A Nirvana Song

8:13:00 AM

I’ve never, legitimately, owned a firearm. I was never legally wedded, though I lived with her seventeen years and had a daughter with her … pets, plants, all kinds of pets. We were all pets about the place, I suppose. I didn't mind cleaning all their shit, though it was a thankless job and didn't pay any ... not even kindness or good-will.

I didn’t get any degrees or certifications beyond a high school diploma. Never, legitimately, bought a car or a home though the record might show I had gotten a loan on and paid off the BMW 325i; around the same time, I had bought a three-bedroom townhouse in the gated community of Aventura, FL called “Sailboat Bend.”

Much later, I think all of that was some perverse sense of "fairness" from my parents ... my father's ongoing affairs with women spilling into buying them homes and cars, too. I've always been the one they used to wash their hands of it, I guess. I pieced it together. I did have the assurance that my mom had hired a private investigator along the way, so, whatever I had imagined did have documentation and evidence.

It's not really the point -- what really happened. That was never anyone's concern, and my thirst to "know" really was just for my own edification since not even my closest friends or lovers ever believed me ... or, really, it only mattered that there would be hand-outs of cash-money indulgences.

Everyone of the Caribbean on every side, really exploited all the guilt. Everyone in that generation, ultimately, felt themselves justified and much, much better than God-himself, though they all think each other a jack-ass. I don't blame them.

Now, while I never “legitimately” owned a firearm, a few found themselves in my possession. I never fired one, though. I never had the occasion or the chance (much less any know-how or practice) to have been able to get a shot off.

The day I rolled into the strip mall in North Miami and brought out the load I had accumulated from my dad’s arsenal, there was an orgy of boys – mostly dishonorably discharged or, just doing their thing in Margaritaville – showing me how to operate them – the pistol and the shotgun. They were very happy to play with the weapons. It was some other kind of male lust … none of which I ever managed to indulge in.

A few weeks later, a sheriff from Broward County was typing into a laptop at my parents’ place – closing up a detail.

I told him I had sold all the weaponry somewhere in Georgia for gas money … but I hadn’t. Instead, I invited my dad to reclaim his pistol, shotgun and rifle, but, as far as anyone was concerned, those firearms disappeared somewhere in Georgia.

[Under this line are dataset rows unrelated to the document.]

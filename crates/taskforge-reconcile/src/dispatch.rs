//! Notification dispatcher.
//!
//! The sole bus subscriber in the engine's scope. Bus handlers enqueue
//! the event onto an unbounded channel and return immediately, so
//! publishing never blocks a sweep on the outbound call. A spawned
//! worker drains the queue and makes one best-effort gateway call per
//! event; delivery failures are logged there and go no further.

use std::sync::Arc;
use tokio::sync::{mpsc, oneshot};
use tokio::task::JoinHandle;

use taskforge_core::error::TaskForgeError;
use taskforge_core::traits::NotificationGateway;
use taskforge_core::types::{OverdueEvent, UpcomingDeadlineEvent};

use crate::bus::EventBus;

#[derive(Debug)]
enum Delivery {
    Overdue(OverdueEvent),
    Upcoming(UpcomingDeadlineEvent),
    Flush(oneshot::Sender<()>),
}

pub struct NotificationDispatcher {
    tx: mpsc::UnboundedSender<Delivery>,
    worker: JoinHandle<()>,
}

impl NotificationDispatcher {
    /// Spawn the delivery worker for `gateway`.
    pub fn spawn(gateway: Arc<dyn NotificationGateway>) -> Self {
        let (tx, mut rx) = mpsc::unbounded_channel::<Delivery>();

        let worker = tokio::spawn(async move {
            while let Some(delivery) = rx.recv().await {
                let result = match delivery {
                    Delivery::Overdue(event) => gateway.send_overdue(&event).await,
                    Delivery::Upcoming(event) => gateway.send_upcoming(&event).await,
                    Delivery::Flush(ack) => {
                        let _ = ack.send(());
                        continue;
                    }
                };
                if let Err(e) = result {
                    tracing::warn!(gateway = gateway.name(), "notification delivery failed: {e}");
                }
            }
        });

        Self { tx, worker }
    }

    /// Register this dispatcher's handlers on the bus.
    pub fn attach(&self, bus: &mut EventBus) {
        let tx = self.tx.clone();
        bus.subscribe_overdue(move |event| {
            tx.send(Delivery::Overdue(event.clone()))
                .map_err(|_| TaskForgeError::notification("dispatcher worker stopped"))
        });

        let tx = self.tx.clone();
        bus.subscribe_upcoming(move |event| {
            tx.send(Delivery::Upcoming(event.clone()))
                .map_err(|_| TaskForgeError::notification("dispatcher worker stopped"))
        });
    }

    /// Wait until every event enqueued before this call has been handed
    /// to the gateway.
    pub async fn flush(&self) {
        let (ack_tx, ack_rx) = oneshot::channel();
        if self.tx.send(Delivery::Flush(ack_tx)).is_ok() {
            let _ = ack_rx.await;
        }
    }

    /// Abort the worker. Queued events that were not yet delivered are
    /// dropped; delivery is best-effort by contract.
    pub fn shutdown(self) {
        drop(self.tx);
        self.worker.abort();
    }
}
//! Entity kinds and status state machines.
//!
//! Tasks and projects carry different status sets but share the same
//! deadline lifecycle: manual transitions between the working states,
//! manual completion, and a one-way automatic transition to `Overdue`
//! performed by the reconciliation engine.

use serde::{Deserialize, Serialize};

/// Which deadline-bearing entity a snapshot describes.
#[derive(Debug, Clone, Copy, Serialize, Deserialize, PartialEq, Eq, Hash)]
#[serde(rename_all = "lowercase")]
pub enum EntityKind {
    Task,
    Project,
}

impl std::fmt::Display for EntityKind {
    fn fmt(&self, f: &mut std::fmt::Formatter<'_>) -> std::fmt::Result {
        match self {
            EntityKind::Task => write!(f, "task"),
            EntityKind::Project => write!(f, "project"),
        }
    }
}

/// Task lifecycle states.
#[derive(Debug, Clone, Copy, Serialize, Deserialize, PartialEq, Eq)]
#[serde(rename_all = "snake_case")]
pub enum TaskStatus {
    Todo,
    InProgress,
    Completed,
    Overdue,
}

impl TaskStatus {
    pub fn display_name(&self) -> &'static str {
        match self {
            TaskStatus::Todo => "Todo",
            TaskStatus::InProgress => "In Progress",
            TaskStatus::Completed => "Completed",
            TaskStatus::Overdue => "Overdue",
        }
    }

    pub fn as_str(&self) -> &'static str {
        match self {
            TaskStatus::Todo => "todo",
            TaskStatus::InProgress => "in_progress",
            TaskStatus::Completed => "completed",
            TaskStatus::Overdue => "overdue",
        }
    }

    pub fn parse(s: &str) -> Option<Self> {
        match s {
            "todo" => Some(TaskStatus::Todo),
            "in_progress" => Some(TaskStatus::InProgress),
            "completed" => Some(TaskStatus::Completed),
            "overdue" => Some(TaskStatus::Overdue),
            _ => None,
        }
    }
}

/// Project lifecycle states.
#[derive(Debug, Clone, Copy, Serialize, Deserialize, PartialEq, Eq)]
#[serde(rename_all = "snake_case")]
pub enum ProjectStatus {
    Active,
    OnHold,
    InProgress,
    Completed,
    Overdue,
}

impl ProjectStatus {
    pub fn display_name(&self) -> &'static str {
        match self {
            ProjectStatus::Active => "Active",
            ProjectStatus::OnHold => "On Hold",
            ProjectStatus::InProgress => "In Progress",
            ProjectStatus::Completed => "Completed",
            ProjectStatus::Overdue => "Overdue",
        }
    }

    pub fn as_str(&self) -> &'static str {
        match self {
            ProjectStatus::Active => "active",
            ProjectStatus::OnHold => "on_hold",
            ProjectStatus::InProgress => "in_progress",
            ProjectStatus::Completed => "completed",
            ProjectStatus::Overdue => "overdue",
        }
    }

    pub fn parse(s: &str) -> Option<Self> {
        match s {
            "active" => Some(ProjectStatus::Active),
            "on_hold" => Some(ProjectStatus::OnHold),
            "in_progress" => Some(ProjectStatus::InProgress),
            "completed" => Some(ProjectStatus::Completed),
            "overdue" => Some(ProjectStatus::Overdue),
            _ => None,
        }
    }
}

/// Kind-tagged status union so detectors and sweeps stay generic over
/// tasks and projects.
#[derive(Debug, Clone, Copy, Serialize, Deserialize, PartialEq, Eq)]
#[serde(rename_all = "lowercase")]
pub enum EntityStatus {
    Task(TaskStatus),
    Project(ProjectStatus),
}

impl EntityStatus {
    pub fn kind(&self) -> EntityKind {
        match self {
            EntityStatus::Task(_) => EntityKind::Task,
            EntityStatus::Project(_) => EntityKind::Project,
        }
    }

    pub fn is_completed(&self) -> bool {
        matches!(
            self,
            EntityStatus::Task(TaskStatus::Completed) | EntityStatus::Project(ProjectStatus::Completed)
        )
    }

    pub fn is_overdue(&self) -> bool {
        matches!(
            self,
            EntityStatus::Task(TaskStatus::Overdue) | EntityStatus::Project(ProjectStatus::Overdue)
        )
    }

    /// The kind's own `Overdue` variant.
    pub fn overdue(&self) -> Self {
        match self {
            EntityStatus::Task(_) => EntityStatus::Task(TaskStatus::Overdue),
            EntityStatus::Project(_) => EntityStatus::Project(ProjectStatus::Overdue),
        }
    }

    pub fn display_name(&self) -> &'static str {
        match self {
            EntityStatus::Task(s) => s.display_name(),
            EntityStatus::Project(s) => s.display_name(),
        }
    }

    pub fn as_str(&self) -> &'static str {
        match self {
            EntityStatus::Task(s) => s.as_str(),
            EntityStatus::Project(s) => s.as_str(),
        }
    }
}
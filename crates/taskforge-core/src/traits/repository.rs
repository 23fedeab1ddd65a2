//! Storage-facing ports consumed by the reconciliation engine.

use async_trait::async_trait;
use chrono::{DateTime, Utc};

use crate::error::Result;
use crate::types::{EntityKind, EntitySnapshot};

/// Read-only access to sweep candidates.
///
/// Implementations apply the completed/deleted filters themselves; the
/// detectors assume every snapshot they receive already passed them.
#[async_trait]
pub trait CandidateRepository: Send + Sync {
    /// Entities of `kind` that are not completed, not deleted, and whose
    /// due date is at or before `now`.
    async fn overdue_candidates(
        &self,
        kind: EntityKind,
        now: DateTime<Utc>,
    ) -> Result<Vec<EntitySnapshot>>;

    /// Entities of `kind` that are not completed and not deleted,
    /// regardless of due date.
    async fn upcoming_candidates(&self, kind: EntityKind) -> Result<Vec<EntitySnapshot>>;
}

/// Write port for persisting a mutated snapshot (status + dedup flags).
#[async_trait]
pub trait EntityMutator: Send + Sync {
    async fn save(&self, snapshot: &EntitySnapshot) -> Result<()>;
}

I don’t think I had become aware yet that Marvin Gaye was shot dead by his father from a pistol he had gifted him. I suspect, even still, my father has a chamber loaded just for me in one of those guns off the grid. I wouldn’t blame him. I ‘ve been an aweful son to him.

The other gun I had came into my possession from some weird combination of a loan and a drug deal and a guy I had recently returned from a road trip to Mardi Gras with. It was handed to me in a hardshell case, and I kept it in my nightstand for several years. I thought … if I’m really in a hurry to surrender to “la lucha” – there it was: same place I kept a large ashtray – the top drawer of my nightstand.  I had surrendered to “la lucha” several years prior. I’m no hero. All I know is that a three-day coma feels just like a blink of an eye or all the eternity that occurred before my birth. So, there was the handgun if I wanted to expedite oblibion.

But, at some point … someone I had assigned to look over my home and my pets while I was on vacation … well, somewhere in that, the pistol in my night drawer dissapeard.

I never asked any of those who had keys to my place. Frankly, I was more concerned that they’d use it on themselves, though I think they had all conspired to do me a service. I’d already grown inured to the idea that fate oughtta decide my time of dying. I don’t think whomever took that gun – well-meaning, sure – didn’t really think it through.

Wasn’t my issue any longer … none of that.

At any rate, everyone, I think, is still under the opinion that I might fold one day. If they don’t forsee that of me, then they at least can attest that I had; and, so, really, I don’t blame them for thinking me undeserving a place on this Earth … though really, I think them more pre-dead (or in the waiting room in perpetuity) … and I feel sorry for them out of, really, the most obnoxious perspective possible.

I’m prescribed a lot of medicines. I’ve even been prescribed a dog. I’ve looked into the city code and, turns out, I turned out a pretty well-behaved and “good” citizen.